Exercise description: What lines in the records below include the word "threads"? Return each one.

:: Task inputs

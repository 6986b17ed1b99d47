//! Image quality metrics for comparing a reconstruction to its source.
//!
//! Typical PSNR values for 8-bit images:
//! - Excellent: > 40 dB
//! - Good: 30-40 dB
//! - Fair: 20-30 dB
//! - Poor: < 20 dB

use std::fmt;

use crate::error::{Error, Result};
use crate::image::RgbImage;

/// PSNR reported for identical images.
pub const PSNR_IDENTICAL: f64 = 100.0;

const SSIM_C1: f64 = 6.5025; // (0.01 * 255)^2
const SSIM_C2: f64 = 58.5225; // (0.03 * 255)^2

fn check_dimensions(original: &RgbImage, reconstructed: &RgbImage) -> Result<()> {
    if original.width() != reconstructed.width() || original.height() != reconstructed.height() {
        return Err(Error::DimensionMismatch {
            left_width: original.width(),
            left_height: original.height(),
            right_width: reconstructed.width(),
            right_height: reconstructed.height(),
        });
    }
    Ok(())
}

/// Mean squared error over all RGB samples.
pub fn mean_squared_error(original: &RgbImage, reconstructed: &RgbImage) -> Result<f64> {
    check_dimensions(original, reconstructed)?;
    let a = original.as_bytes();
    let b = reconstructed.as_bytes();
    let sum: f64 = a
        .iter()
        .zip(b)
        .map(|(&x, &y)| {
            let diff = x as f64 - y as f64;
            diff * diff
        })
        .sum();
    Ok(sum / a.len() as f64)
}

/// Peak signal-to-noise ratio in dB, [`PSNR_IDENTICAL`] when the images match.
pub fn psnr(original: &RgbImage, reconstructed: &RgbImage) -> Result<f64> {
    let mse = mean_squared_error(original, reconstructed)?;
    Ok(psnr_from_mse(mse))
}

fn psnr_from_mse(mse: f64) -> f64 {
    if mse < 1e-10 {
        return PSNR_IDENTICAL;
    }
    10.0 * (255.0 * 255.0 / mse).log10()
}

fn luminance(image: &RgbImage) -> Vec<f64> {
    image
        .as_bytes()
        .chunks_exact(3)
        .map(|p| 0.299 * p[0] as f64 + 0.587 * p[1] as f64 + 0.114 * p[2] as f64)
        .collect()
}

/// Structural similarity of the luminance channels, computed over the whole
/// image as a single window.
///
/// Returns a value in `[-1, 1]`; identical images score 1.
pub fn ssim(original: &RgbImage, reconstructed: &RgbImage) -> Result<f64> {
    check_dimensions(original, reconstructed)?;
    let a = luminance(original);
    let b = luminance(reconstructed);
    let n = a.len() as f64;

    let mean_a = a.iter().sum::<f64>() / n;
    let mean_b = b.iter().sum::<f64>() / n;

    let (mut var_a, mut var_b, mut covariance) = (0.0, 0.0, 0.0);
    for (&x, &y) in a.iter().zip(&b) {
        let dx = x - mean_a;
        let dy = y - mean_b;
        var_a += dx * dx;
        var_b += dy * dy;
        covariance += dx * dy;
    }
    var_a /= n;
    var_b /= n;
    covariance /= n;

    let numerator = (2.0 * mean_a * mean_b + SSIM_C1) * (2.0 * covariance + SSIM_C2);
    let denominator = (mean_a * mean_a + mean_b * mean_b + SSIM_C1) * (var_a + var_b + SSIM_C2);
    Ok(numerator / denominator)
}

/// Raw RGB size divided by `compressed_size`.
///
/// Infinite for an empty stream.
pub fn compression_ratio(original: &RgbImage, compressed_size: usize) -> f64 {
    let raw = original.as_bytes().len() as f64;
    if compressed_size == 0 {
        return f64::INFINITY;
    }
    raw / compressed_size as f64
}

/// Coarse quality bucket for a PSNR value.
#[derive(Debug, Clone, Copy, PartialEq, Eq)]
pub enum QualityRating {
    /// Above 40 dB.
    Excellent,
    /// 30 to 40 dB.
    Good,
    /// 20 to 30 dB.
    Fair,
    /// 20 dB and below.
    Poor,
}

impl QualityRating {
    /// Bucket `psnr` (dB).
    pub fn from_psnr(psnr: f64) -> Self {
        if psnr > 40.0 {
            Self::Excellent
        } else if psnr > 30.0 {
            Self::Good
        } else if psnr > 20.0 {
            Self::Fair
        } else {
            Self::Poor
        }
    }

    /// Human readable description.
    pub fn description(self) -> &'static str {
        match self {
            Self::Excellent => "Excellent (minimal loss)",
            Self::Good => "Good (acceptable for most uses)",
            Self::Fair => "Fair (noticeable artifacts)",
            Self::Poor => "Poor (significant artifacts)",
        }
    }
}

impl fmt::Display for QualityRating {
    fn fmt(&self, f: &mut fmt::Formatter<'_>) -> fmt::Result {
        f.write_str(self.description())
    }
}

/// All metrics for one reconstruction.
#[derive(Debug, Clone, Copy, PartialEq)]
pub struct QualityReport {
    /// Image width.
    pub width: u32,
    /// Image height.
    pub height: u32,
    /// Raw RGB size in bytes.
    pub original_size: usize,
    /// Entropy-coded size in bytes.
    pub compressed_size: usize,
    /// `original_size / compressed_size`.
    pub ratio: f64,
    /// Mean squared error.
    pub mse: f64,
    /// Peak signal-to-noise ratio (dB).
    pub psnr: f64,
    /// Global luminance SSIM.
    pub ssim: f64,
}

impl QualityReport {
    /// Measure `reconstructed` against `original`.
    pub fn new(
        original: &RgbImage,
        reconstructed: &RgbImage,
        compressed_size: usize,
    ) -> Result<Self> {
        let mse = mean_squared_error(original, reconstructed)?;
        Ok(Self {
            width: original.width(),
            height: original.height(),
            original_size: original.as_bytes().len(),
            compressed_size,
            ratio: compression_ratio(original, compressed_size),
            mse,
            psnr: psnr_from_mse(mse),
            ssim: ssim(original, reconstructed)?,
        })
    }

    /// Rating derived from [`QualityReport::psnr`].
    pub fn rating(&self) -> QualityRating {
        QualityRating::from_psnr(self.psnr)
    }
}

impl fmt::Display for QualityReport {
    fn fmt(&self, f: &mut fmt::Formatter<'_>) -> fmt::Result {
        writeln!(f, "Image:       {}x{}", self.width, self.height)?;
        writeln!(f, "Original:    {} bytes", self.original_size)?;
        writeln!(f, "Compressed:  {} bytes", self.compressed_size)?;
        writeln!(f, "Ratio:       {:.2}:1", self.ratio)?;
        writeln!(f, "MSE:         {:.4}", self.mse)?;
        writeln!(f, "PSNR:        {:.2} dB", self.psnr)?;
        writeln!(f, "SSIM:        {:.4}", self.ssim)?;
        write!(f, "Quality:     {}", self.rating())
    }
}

::::
:: Task inputs

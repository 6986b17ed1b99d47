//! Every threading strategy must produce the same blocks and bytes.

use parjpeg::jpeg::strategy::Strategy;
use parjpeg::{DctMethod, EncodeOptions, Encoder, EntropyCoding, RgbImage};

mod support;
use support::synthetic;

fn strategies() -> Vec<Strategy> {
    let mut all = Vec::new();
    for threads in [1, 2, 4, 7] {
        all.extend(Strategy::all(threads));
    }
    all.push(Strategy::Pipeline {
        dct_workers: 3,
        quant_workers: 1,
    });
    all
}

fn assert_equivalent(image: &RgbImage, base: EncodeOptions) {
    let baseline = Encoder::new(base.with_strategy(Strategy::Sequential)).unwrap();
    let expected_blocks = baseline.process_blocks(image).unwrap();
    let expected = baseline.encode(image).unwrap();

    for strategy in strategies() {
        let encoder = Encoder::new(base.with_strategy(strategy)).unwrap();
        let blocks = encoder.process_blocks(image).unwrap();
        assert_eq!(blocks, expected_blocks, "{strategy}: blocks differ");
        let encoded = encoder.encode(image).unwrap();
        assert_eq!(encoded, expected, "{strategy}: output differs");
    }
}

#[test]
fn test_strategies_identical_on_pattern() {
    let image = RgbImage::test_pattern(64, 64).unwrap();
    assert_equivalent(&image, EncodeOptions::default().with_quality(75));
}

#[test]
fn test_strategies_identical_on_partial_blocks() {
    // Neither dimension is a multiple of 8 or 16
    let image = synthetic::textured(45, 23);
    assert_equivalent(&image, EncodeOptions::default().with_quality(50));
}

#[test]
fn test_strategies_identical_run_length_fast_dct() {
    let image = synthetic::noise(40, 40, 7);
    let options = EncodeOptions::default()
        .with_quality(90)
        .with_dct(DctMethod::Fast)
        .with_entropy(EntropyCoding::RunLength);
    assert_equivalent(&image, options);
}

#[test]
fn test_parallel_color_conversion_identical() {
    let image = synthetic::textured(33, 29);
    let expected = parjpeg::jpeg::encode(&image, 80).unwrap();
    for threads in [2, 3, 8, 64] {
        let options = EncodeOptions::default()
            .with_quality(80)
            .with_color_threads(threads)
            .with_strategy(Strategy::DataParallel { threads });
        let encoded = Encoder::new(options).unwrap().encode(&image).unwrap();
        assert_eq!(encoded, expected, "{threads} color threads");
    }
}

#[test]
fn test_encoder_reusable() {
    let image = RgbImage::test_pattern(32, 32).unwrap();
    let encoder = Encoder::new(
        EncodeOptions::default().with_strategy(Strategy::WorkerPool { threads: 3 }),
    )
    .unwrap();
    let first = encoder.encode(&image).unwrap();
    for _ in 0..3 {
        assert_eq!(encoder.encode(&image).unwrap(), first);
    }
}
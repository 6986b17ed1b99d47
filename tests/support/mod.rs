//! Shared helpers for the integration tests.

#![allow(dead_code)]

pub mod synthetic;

::::

Exercise output:
    for threads in [1, 2, 4, 7] {
        all.extend(Strategy::all(threads));
    for threads in [2, 3, 8, 64] {
            .with_color_threads(threads)
            .with_strategy(Strategy::DataParallel { threads });
        assert_eq!(encoded, expected, "{threads} color threads");
        EncodeOptions::default().with_strategy(Strategy::WorkerPool { threads: 3 }),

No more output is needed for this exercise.